Member of staff was very rude on the phone, talked over me continuously and wouldn’t listen to my point of view at all. Kept stating that it’s impossible to keep track of 1200 kids and she doesn’t have time to be phoning parents when kids don’t show up, that legally she doesn’t have to let parents know and the text they send out is just curtesy.

Waiting for head of year to phone me back so discuss and I will be going higher if I am not happy with his response.

OP posts:
noblegiraffe · 31/10/2018 13:47

I did think it was odd that the text was sent at 6:30pm - generally office staff would be long gone by then so it’s possible that the text got delayed in some automated system somewhere. Or that someone realised they’d not sent them and worked late to catch up...

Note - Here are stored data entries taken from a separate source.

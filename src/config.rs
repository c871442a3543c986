use std::net::SocketAddr;
use std::path::PathBuf;
use std::time::Duration;

use crate::models::Device;

/// Service configuration, loaded from environment variables.
#[derive(Debug, Clone)]
pub struct Config {
    pub listen_addr: SocketAddr,
    pub database_url: String,
    pub log_dir: PathBuf,
    pub poll_interval: Duration,
    pub fetch_timeout: Duration,
    pub rotation_check_interval: Duration,
    pub store_queue: usize,
    pub devices: Vec<Device>,
}

impl Config {
    /// Load configuration from environment variables.
    pub fn from_env() -> Result<Self, ConfigError> {
        Self::from_lookup(|key| std::env::var(key).ok())
    }

    /// Load configuration from any key/value source.
    pub fn from_lookup(lookup: impl Fn(&str) -> Option<String>) -> Result<Self, ConfigError> {
        let listen_addr: SocketAddr = lookup("HEADCOUNT_LISTEN_ADDR")
            .unwrap_or_else(|| "0.0.0.0:3000".to_string())
            .parse()
            .map_err(|_| {
                ConfigError::Invalid("HEADCOUNT_LISTEN_ADDR", "must be a valid socket address")
            })?;

        let database_url =
            lookup("DATABASE_URL").unwrap_or_else(|| "sqlite://headcount.db".to_string());

        let log_dir: PathBuf = lookup("HEADCOUNT_LOG_DIR")
            .unwrap_or_else(|| "logs".to_string())
            .into();

        let poll_interval = Duration::from_millis(positive(
            &lookup,
            "HEADCOUNT_POLL_INTERVAL_MS",
            1000,
        )?);
        let fetch_timeout = Duration::from_millis(positive(
            &lookup,
            "HEADCOUNT_FETCH_TIMEOUT_MS",
            2000,
        )?);
        let rotation_check_interval = Duration::from_secs(positive(
            &lookup,
            "HEADCOUNT_ROTATION_CHECK_SECS",
            60,
        )?);
        let store_queue = positive(&lookup, "HEADCOUNT_STORE_QUEUE", 256)? as usize;

        let devices = match lookup("HEADCOUNT_DEVICES") {
            Some(s) if !s.trim().is_empty() => parse_devices(&s)?,
            _ => Vec::new(),
        };

        Ok(Config {
            listen_addr,
            database_url,
            log_dir,
            poll_interval,
            fetch_timeout,
            rotation_check_interval,
            store_queue,
            devices,
        })
    }
}

fn positive(
    lookup: &impl Fn(&str) -> Option<String>,
    var: &'static str,
    default: u64,
) -> Result<u64, ConfigError> {
    match lookup(var) {
        None => Ok(default),
        Some(s) => match s.trim().parse::<u64>() {
            Ok(v) if v > 0 => Ok(v),
            _ => Err(ConfigError::Invalid(var, "must be a positive integer")),
        },
    }
}

/// Parse a comma separated device list.
///
/// Expected format per entry: "host" or "user:password@host",
/// e.g. "admin:secret@10.0.0.5,10.0.0.6".
fn parse_devices(s: &str) -> Result<Vec<Device>, ConfigError> {
    let mut devices = Vec::new();
    for entry in s.split(',') {
        let entry = entry.trim();
        if entry.is_empty() {
            continue;
        }

        let device = match entry.rsplit_once('@') {
            Some((credentials, host)) => {
                let (user, password) = credentials.split_once(':').ok_or(ConfigError::Invalid(
                    "HEADCOUNT_DEVICES",
                    "expected format: user:password@host",
                ))?;
                Device::new(host).with_credentials(user, password)
            }
            None => Device::new(entry),
        };

        if device.id.is_empty() {
            return Err(ConfigError::Invalid(
                "HEADCOUNT_DEVICES",
                "device host must not be empty",
            ));
        }
        devices.push(device);
    }
    Ok(devices)
}

#[derive(Debug)]
pub enum ConfigError {
    Invalid(&'static str, &'static str),
}

impl std::fmt::Display for ConfigError {
    fn fmt(&self, f: &mut std::fmt::Formatter<'_>) -> std::fmt::Result {
        match self {
            ConfigError::Invalid(var, msg) => write!(f, "Invalid value for {}: {}", var, msg),
        }
    }
}

impl std::error::Error for ConfigError {}
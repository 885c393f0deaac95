use super::{Graph, Node, Variable};
use crate::array::NdArray;
use crate::errors::FxResult;
use crate::ops::{
    BroadcastOp, IndexReduceOp, OpFamily, PairwiseOp, Reduce3Op, ReduceOp, ScalarOp,
    SummaryStatsOp, TransformOp,
};
use crate::types::{Element, VarId};

/// Thin convenience layer for wiring graphs by hand; tests and demos use it,
/// the wire importer does not.
pub struct GraphBuilder<'a, T: Element> {
    graph: &'a mut Graph<T>,
}

impl<'a, T: Element> GraphBuilder<'a, T> {
    pub fn new(graph: &'a mut Graph<T>) -> Self {
        Self { graph }
    }

    /// Seeds an external slot with a caller-owned array.
    pub fn seed(&mut self, id: i32, array: NdArray<T>) -> &mut Self {
        self.graph
            .variable_space()
            .put_variable(VarId(id), Variable::with_array(VarId(id), array));
        self
    }

    /// Declares an empty external slot for a result the caller wants back.
    pub fn slot(&mut self, id: i32) -> &mut Self {
        self.graph
            .variable_space()
            .put_variable(VarId(id), Variable::empty(VarId(id)));
        self
    }

    pub fn transform(
        &mut self,
        id: i32,
        op: TransformOp,
        inputs: &[i32],
        outputs: &[i32],
    ) -> FxResult<&mut Self> {
        self.graph
            .add_node(Node::new(OpFamily::Transform, op.as_num(), id, inputs, outputs))?;
        Ok(self)
    }

    pub fn pairwise(
        &mut self,
        id: i32,
        op: PairwiseOp,
        inputs: &[i32],
        outputs: &[i32],
    ) -> FxResult<&mut Self> {
        self.graph
            .add_node(Node::new(OpFamily::Pairwise, op.as_num(), id, inputs, outputs))?;
        Ok(self)
    }

    pub fn scalar(
        &mut self,
        id: i32,
        op: ScalarOp,
        value: T,
        inputs: &[i32],
        outputs: &[i32],
    ) -> FxResult<&mut Self> {
        self.graph.add_node(
            Node::new(OpFamily::Scalar, op.as_num(), id, inputs, outputs).with_scalar(value),
        )?;
        Ok(self)
    }

    pub fn reduce(
        &mut self,
        id: i32,
        op: ReduceOp,
        axes: &[i32],
        inputs: &[i32],
        outputs: &[i32],
    ) -> FxResult<&mut Self> {
        self.graph.add_node(
            Node::new(OpFamily::Accumulation, op.as_num(), id, inputs, outputs).with_axes(axes),
        )?;
        Ok(self)
    }

    pub fn index_reduce(
        &mut self,
        id: i32,
        op: IndexReduceOp,
        axes: &[i32],
        inputs: &[i32],
        outputs: &[i32],
    ) -> FxResult<&mut Self> {
        self.graph.add_node(
            Node::new(OpFamily::IndexAccumulation, op.as_num(), id, inputs, outputs)
                .with_axes(axes),
        )?;
        Ok(self)
    }

    pub fn summary_stats(
        &mut self,
        id: i32,
        op: SummaryStatsOp,
        bias_corrected: bool,
        axes: &[i32],
        inputs: &[i32],
        outputs: &[i32],
    ) -> FxResult<&mut Self> {
        let flag = if bias_corrected { T::one() } else { T::zero() };
        self.graph.add_node(
            Node::new(OpFamily::SummaryStats, op.as_num(), id, inputs, outputs)
                .with_axes(axes)
                .with_scalar(flag),
        )?;
        Ok(self)
    }

    pub fn reduce3(
        &mut self,
        id: i32,
        op: Reduce3Op,
        axes: &[i32],
        inputs: &[i32],
        outputs: &[i32],
    ) -> FxResult<&mut Self> {
        self.graph.add_node(
            Node::new(OpFamily::Reduce3, op.as_num(), id, inputs, outputs).with_axes(axes),
        )?;
        Ok(self)
    }

    pub fn broadcast(
        &mut self,
        id: i32,
        op: BroadcastOp,
        axes: &[i32],
        inputs: &[i32],
        outputs: &[i32],
    ) -> FxResult<&mut Self> {
        self.graph.add_node(
            Node::new(OpFamily::Broadcast, op.as_num(), id, inputs, outputs).with_axes(axes),
        )?;
        Ok(self)
    }
}
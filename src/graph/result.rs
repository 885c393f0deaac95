use super::{Graph, Variable};
use crate::errors::{FxError, FxResult};
use crate::types::{Element, VarId};
use std::collections::HashMap;

/// The ordered set of variables a finished run hands back, with lookups by
/// position, by id, by (id, index) pair and by name layered over the same
/// entries.
#[derive(Debug, Default)]
pub struct ExecutionResult<T: Element> {
    variables: Vec<Variable<T>>,
    by_name: HashMap<String, usize>,
    by_pair: HashMap<(VarId, i32), usize>,
}

impl<T: Element> ExecutionResult<T> {
    pub fn new() -> Self {
        Self {
            variables: Vec::new(),
            by_name: HashMap::new(),
            by_pair: HashMap::new(),
        }
    }

    /// Collects the externally observable outputs of a graph, in node
    /// declaration order.
    pub fn from_graph(graph: &Graph<T>) -> Self {
        let mut result = Self::new();
        for variable in graph.fetch_outputs() {
            result.push(variable);
        }
        result
    }

    pub fn push(&mut self, variable: Variable<T>) {
        let position = self.variables.len();
        if let Some(name) = variable.name() {
            self.by_name.insert(name.to_string(), position);
        }
        self.by_pair.insert((variable.id(), 0), position);
        self.variables.push(variable);
    }

    /// Variable by its position in the output order.
    pub fn at(&self, position: usize) -> FxResult<&Variable<T>> {
        self.variables
            .get(position)
            .ok_or(FxError::UnknownId(position as i32))
    }

    pub fn by_id(&self, id: VarId) -> FxResult<&Variable<T>> {
        self.by_pair(id, 0)
    }

    pub fn by_pair(&self, id: VarId, index: i32) -> FxResult<&Variable<T>> {
        self.by_pair
            .get(&(id, index))
            .map(|&i| &self.variables[i])
            .ok_or(FxError::UnknownId(id.0))
    }

    pub fn by_name(&self, name: &str) -> FxResult<&Variable<T>> {
        self.by_name
            .get(name)
            .map(|&i| &self.variables[i])
            .ok_or_else(|| FxError::UnknownName(name.to_string()))
    }

    pub fn len(&self) -> usize {
        self.variables.len()
    }

    pub fn is_empty(&self) -> bool {
        self.variables.is_empty()
    }

    pub fn iter(&self) -> impl Iterator<Item = &Variable<T>> {
        self.variables.iter()
    }
}
pub mod array;
pub mod config;
pub mod errors;
pub mod graph;
pub mod ops;
pub mod shape;
pub mod types;
pub mod wire;

pub use array::NdArray;
pub use config::{CancelToken, ExecutionMode, ExecutorConfig};
pub use errors::{FxError, FxResult};
pub use graph::{
    dsl::GraphBuilder, ExecutionResult, Graph, GraphExecutor, Node, Variable, VariableSpace,
};
pub use ops::{
    BroadcastOp, IndexReduceOp, OpFamily, PairwiseOp, Reduce3Op, ReduceOp, ScalarOp,
    SummaryStatsOp, TransformOp,
};
pub use types::{DataType, Element, Order, VarId, ALL_AXES};
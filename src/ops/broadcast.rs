use crate::array::NdArray;
use crate::errors::{FxError, FxResult};
use crate::types::Element;

/// Broadcast-along-axis: a lower-rank operand applied to every TAD of the
/// base array over the chosen axes: `Z[t][i] = f(X[t][i], Y[i])`.
#[derive(Debug, Clone, Copy, PartialEq, Eq)]
pub enum BroadcastOp {
    Add,
    Sub,
    Mul,
    Div,
    Copy,
}

impl BroadcastOp {
    pub fn from_num(num: i32) -> Option<Self> {
        Some(match num {
            0 => Self::Add,
            1 => Self::Sub,
            2 => Self::Mul,
            3 => Self::Div,
            4 => Self::Copy,
            _ => return None,
        })
    }

    pub fn as_num(self) -> i32 {
        match self {
            Self::Add => 0,
            Self::Sub => 1,
            Self::Mul => 2,
            Self::Div => 3,
            Self::Copy => 4,
        }
    }

    pub const ALL: [BroadcastOp; 5] = [Self::Add, Self::Sub, Self::Mul, Self::Div, Self::Copy];

    pub fn apply<T: Element>(self, x: T, y: T) -> T {
        match self {
            Self::Add => x + y,
            Self::Sub => x - y,
            Self::Mul => x * y,
            Self::Div => x / y,
            Self::Copy => y,
        }
    }
}

/// Applies `y` along the TADs of `x` over `axes` into a fresh copy of `x`.
/// The operand must have exactly one TAD's worth of elements; vectors are
/// matched by length, so a `[1, n]` row operand fits an n-element TAD.
pub fn exec<T: Element>(
    op: BroadcastOp,
    x: &NdArray<T>,
    y: &NdArray<T>,
    axes: &[usize],
) -> FxResult<NdArray<T>> {
    let mut z = x.dup(x.order());
    let tad = crate::shape::Tad::build(z.shape_info(), axes)?;
    if y.len() != tad.tad_len() {
        return Err(FxError::ShapeMismatch {
            expected: tad.shape_info().shape().to_vec(),
            found: y.shape().to_vec(),
        });
    }
    let operand = y.to_flat_vec();
    let region = tad.shape_info().clone();
    let buf = z.buf_mut();
    for &base in tad.offsets() {
        region.for_each_offset(base, |pos, off| {
            buf[off] = op.apply(buf[off], operand[pos]);
        });
    }
    Ok(z)
}
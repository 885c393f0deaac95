use crate::array::NdArray;
use crate::errors::FxResult;
use crate::shape::{ShapeInfo, Tad};
use crate::types::{Element, Order};

/// Summary statistics: variance and standard deviation with a bias-correction
/// switch. On a node the switch travels as the scalar field, non-zero meaning
/// corrected (divisor n−1 instead of n).
#[derive(Debug, Clone, Copy, PartialEq, Eq)]
pub enum SummaryStatsOp {
    Variance,
    StandardDeviation,
}

impl SummaryStatsOp {
    pub fn from_num(num: i32) -> Option<Self> {
        Some(match num {
            0 => Self::Variance,
            1 => Self::StandardDeviation,
            _ => return None,
        })
    }

    pub fn as_num(self) -> i32 {
        match self {
            Self::Variance => 0,
            Self::StandardDeviation => 1,
        }
    }

    pub const ALL: [SummaryStatsOp; 2] = [Self::Variance, Self::StandardDeviation];
}

fn stat_region<T: Element>(
    op: SummaryStatsOp,
    bias_corrected: bool,
    buf: &[T],
    region: &ShapeInfo,
    base: usize,
) -> T {
    let n = region.len();
    let count = T::from_usize(n).unwrap_or_else(T::one);

    let mut sum = T::zero();
    region.for_each_offset(base, |_, off| sum = sum + buf[off]);
    let mean = sum / count;

    let mut m2 = T::zero();
    region.for_each_offset(base, |_, off| {
        let d = buf[off] - mean;
        m2 = m2 + d * d;
    });

    let divisor = if bias_corrected { count - T::one() } else { count };
    let variance = m2 / divisor;
    match op {
        SummaryStatsOp::Variance => variance,
        SummaryStatsOp::StandardDeviation => variance.sqrt(),
    }
}

/// Statistic over the whole array.
pub fn exec_scalar<T: Element>(
    op: SummaryStatsOp,
    bias_corrected: bool,
    x: &NdArray<T>,
    _extra: &[T],
) -> FxResult<T> {
    Ok(stat_region(op, bias_corrected, x.buf(), x.shape_info(), 0))
}

/// Statistic per TAD, collapsed into a `[1, R]` row vector.
pub fn exec<T: Element>(
    op: SummaryStatsOp,
    bias_corrected: bool,
    x: &NdArray<T>,
    axes: &[usize],
    _extra: &[T],
) -> FxResult<NdArray<T>> {
    let tad = Tad::build(x.shape_info(), axes)?;
    let mut z = NdArray::new(&[1, tad.num_tads()], Order::RowMajor)?;
    for (j, &base) in tad.offsets().iter().enumerate() {
        z.set_at(
            j,
            stat_region(op, bias_corrected, x.buf(), tad.shape_info(), base),
        );
    }
    Ok(z)
}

I think you’ve got a good case to make - a student was missing, school and parents didn’t know where he was, and it was missed. The fact that it worked out ok in the end isn’t really good enough in terms of safeguarding. Amending the policy to sending the text earlier and following up with a phone call if ignored would be the best solution.

goodbyestranger · 31/10/2018 13:49

If a DC ran into problems and the school hadn't notified and got a response then the school would be responsible legally for failing in its duty of care. It's such an obvious area to police and computerized registers make it very simple. I'd complain about the rudeness too - no call for it at all. A text needs to be followed up on if there's no response. This woman is just wrong - she needs to sharpen up at her job.

goodbyestranger · 31/10/2018 13:52

Cross post.

plaidpyjamas · 31/10/2018 16:09

This has happened twice with my DD and the school didn't message me until mid-afternoon. It's not good enough I agree but perhaps more common than you think.

Perfectly1mperfect · 31/10/2018 16:30

My kids schools text by about 9.30am if they aren't in school and I haven't called yet to explain why. Sometimes even when I call to say my eldest who is at secondary school is ill, the head of year calls to see 'exactly what's happening and if they can help' Confused. I think that's a bit much. My children, especially my eldest do not miss much time off and I fail to see how a teacher can help with a chest infection, migraine etc. Your school texting so late seems pointless though, do they usually text earlier? Other schools here seem to do the texting thing in the morning, so maybe the text just didn't come through for some reason. I wouldn't be happy with the attitude of the person who you spoke to and would be interested in what the head of year has to say.

In defence of your son though, maybe he felt really poorly. I had a cold last week that's still not gone properly now. Painkillers didn't really help and I definitely wouldn't have fancied facing a school environment. I didn't really do anything for a few days. My son m is in Year 10 now, he decides if he's well enough for school if he's feeling ill. He knows it's important that he's in school and it's difficult to catch up so doesn't take advantage. I don't think they get much from the day if they genuinely feel ill.

youarenotkiddingme · 31/10/2018 16:38

That sounds very lax. I'm really surprised they don't punish for skiving!
Where is the deterrent?

admission · 31/10/2018 21:41

My school has a first day absence system which sends a text but my understanding is that there is nothing about a legal requirement to check where pupils are.
Putting it another way in a safeguarding context, the onus is on parents to deliver pupils to the school for the start of the school day not for the school to act as nanny to get them to school. The school's safeguarding responsibilities start when the pupil arrives at school gate not before.

Thisreallyisafarce · 01/11/2018 06:38

I don't think this is a legal responsibility. Chasing up absence to record as authorised or unauthorised, yes. Investigating absence in a reasonable time period, yes. But when you say your DS was "AWOL" for 3 hours, you are being unreasonable to expect them to text you immediately when a child isn't in registration. They usually give the parent a few hours to phone in.